▶ Task description:
Print the lines in the listing below that fall between the line with "loader's own concern." and the line with "pub fn insert(&self, entity: Entity)", those two lines included, exactly as they stand and with nothing else.

(Data under study Opens)

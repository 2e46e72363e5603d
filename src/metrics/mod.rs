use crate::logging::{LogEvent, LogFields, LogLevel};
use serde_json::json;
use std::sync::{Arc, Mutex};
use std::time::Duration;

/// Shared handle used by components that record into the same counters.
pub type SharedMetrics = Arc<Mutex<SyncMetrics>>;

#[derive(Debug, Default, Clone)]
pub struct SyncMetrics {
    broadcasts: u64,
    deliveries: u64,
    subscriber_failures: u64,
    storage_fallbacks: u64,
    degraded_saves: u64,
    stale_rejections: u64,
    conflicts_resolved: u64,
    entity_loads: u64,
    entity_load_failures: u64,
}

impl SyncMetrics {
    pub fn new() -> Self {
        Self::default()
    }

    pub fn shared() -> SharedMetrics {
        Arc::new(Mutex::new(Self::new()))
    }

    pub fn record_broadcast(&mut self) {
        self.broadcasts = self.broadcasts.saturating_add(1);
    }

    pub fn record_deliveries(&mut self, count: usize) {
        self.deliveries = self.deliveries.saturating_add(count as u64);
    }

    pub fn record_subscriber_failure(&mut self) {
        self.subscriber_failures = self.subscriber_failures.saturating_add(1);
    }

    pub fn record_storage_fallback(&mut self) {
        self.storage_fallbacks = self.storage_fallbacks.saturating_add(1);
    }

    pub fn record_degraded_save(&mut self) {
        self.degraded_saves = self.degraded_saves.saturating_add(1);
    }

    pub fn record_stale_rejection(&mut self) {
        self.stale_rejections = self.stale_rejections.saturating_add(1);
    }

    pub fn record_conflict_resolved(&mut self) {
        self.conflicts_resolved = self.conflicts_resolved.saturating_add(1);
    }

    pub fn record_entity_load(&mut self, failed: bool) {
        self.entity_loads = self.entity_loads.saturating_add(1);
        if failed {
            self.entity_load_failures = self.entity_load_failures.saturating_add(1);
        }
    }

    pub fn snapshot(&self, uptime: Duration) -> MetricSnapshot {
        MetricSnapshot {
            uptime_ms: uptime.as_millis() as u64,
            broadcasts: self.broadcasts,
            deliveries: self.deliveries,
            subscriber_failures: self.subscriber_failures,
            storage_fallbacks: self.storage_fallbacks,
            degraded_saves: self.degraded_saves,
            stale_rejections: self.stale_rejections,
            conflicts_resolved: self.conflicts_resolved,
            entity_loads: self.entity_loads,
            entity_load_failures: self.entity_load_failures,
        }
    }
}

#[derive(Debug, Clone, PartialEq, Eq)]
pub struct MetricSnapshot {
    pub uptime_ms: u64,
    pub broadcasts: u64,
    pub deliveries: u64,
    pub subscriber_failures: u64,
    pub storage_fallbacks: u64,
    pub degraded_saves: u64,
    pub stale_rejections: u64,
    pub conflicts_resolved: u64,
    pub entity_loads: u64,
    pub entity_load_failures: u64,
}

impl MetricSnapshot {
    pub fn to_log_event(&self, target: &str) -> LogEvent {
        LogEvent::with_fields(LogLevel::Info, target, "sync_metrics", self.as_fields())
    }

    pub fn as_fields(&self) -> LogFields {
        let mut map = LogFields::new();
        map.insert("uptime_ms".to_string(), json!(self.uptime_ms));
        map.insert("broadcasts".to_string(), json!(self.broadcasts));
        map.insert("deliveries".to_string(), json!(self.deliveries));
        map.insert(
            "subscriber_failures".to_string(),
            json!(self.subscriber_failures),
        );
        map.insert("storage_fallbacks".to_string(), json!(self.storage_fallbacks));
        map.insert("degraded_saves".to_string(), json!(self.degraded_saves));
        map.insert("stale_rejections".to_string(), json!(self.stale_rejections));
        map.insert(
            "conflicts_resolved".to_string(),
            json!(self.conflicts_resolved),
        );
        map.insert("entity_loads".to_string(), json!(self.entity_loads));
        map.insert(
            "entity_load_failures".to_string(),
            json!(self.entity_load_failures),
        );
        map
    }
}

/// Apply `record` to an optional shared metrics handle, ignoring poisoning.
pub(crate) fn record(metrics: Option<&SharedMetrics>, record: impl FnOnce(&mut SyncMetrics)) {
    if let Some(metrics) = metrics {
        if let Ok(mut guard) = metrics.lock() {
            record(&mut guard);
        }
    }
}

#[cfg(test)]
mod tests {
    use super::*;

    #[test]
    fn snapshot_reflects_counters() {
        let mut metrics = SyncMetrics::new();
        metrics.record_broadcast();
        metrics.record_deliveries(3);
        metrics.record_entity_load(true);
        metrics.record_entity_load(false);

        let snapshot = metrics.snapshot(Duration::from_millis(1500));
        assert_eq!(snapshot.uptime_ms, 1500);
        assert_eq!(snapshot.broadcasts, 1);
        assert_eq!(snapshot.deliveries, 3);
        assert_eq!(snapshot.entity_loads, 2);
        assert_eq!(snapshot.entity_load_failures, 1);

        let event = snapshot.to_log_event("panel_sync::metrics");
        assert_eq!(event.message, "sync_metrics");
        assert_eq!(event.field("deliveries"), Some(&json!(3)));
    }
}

(Data under study Closes)
(Data under study Opens)

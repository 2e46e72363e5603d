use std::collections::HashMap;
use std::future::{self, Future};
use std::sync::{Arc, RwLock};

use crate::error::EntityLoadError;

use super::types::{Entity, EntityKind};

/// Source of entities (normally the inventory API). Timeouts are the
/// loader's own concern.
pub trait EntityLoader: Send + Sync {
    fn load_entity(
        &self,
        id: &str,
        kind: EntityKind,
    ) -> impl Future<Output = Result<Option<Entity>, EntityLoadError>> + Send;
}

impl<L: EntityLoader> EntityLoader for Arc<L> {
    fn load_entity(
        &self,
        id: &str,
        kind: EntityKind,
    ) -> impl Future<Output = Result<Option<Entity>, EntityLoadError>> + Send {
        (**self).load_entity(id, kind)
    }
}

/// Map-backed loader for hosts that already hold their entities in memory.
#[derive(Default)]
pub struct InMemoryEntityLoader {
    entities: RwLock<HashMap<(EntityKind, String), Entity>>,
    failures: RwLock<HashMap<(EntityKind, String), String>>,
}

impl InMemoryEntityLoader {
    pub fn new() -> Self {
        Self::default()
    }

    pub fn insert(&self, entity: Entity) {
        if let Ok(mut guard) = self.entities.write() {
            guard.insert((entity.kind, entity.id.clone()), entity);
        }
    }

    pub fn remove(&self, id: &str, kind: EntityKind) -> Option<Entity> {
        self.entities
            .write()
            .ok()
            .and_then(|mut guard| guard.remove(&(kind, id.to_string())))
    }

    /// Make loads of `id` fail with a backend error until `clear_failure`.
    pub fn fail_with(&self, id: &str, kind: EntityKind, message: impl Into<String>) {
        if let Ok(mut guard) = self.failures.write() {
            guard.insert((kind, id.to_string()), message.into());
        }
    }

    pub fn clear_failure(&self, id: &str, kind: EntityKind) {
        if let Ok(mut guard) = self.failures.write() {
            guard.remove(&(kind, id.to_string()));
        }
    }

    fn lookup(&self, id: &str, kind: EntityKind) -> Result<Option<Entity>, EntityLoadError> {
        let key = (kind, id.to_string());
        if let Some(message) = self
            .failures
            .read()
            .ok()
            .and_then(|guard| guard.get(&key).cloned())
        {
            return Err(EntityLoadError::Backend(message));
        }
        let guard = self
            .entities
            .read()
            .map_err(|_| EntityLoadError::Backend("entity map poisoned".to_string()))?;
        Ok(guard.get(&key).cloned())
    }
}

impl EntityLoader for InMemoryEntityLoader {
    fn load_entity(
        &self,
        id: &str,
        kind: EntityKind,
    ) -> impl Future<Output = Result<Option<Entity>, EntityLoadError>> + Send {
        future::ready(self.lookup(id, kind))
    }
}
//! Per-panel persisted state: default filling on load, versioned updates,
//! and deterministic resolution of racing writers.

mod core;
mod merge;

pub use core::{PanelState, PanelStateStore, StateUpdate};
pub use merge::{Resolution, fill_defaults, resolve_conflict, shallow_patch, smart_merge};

(Data under study Closes)

▶ Solved problem:
/// loader's own concern.
pub trait EntityLoader: Send + Sync {
    fn load_entity(
        &self,
        id: &str,
        kind: EntityKind,
    ) -> impl Future<Output = Result<Option<Entity>, EntityLoadError>> + Send;
}

impl<L: EntityLoader> EntityLoader for Arc<L> {
    fn load_entity(
        &self,
        id: &str,
        kind: EntityKind,
    ) -> impl Future<Output = Result<Option<Entity>, EntityLoadError>> + Send {
        (**self).load_entity(id, kind)
    }
}

/// Map-backed loader for hosts that already hold their entities in memory.
#[derive(Default)]
pub struct InMemoryEntityLoader {
    entities: RwLock<HashMap<(EntityKind, String), Entity>>,
    failures: RwLock<HashMap<(EntityKind, String), String>>,
}

impl InMemoryEntityLoader {
    pub fn new() -> Self {
        Self::default()
    }

    pub fn insert(&self, entity: Entity) {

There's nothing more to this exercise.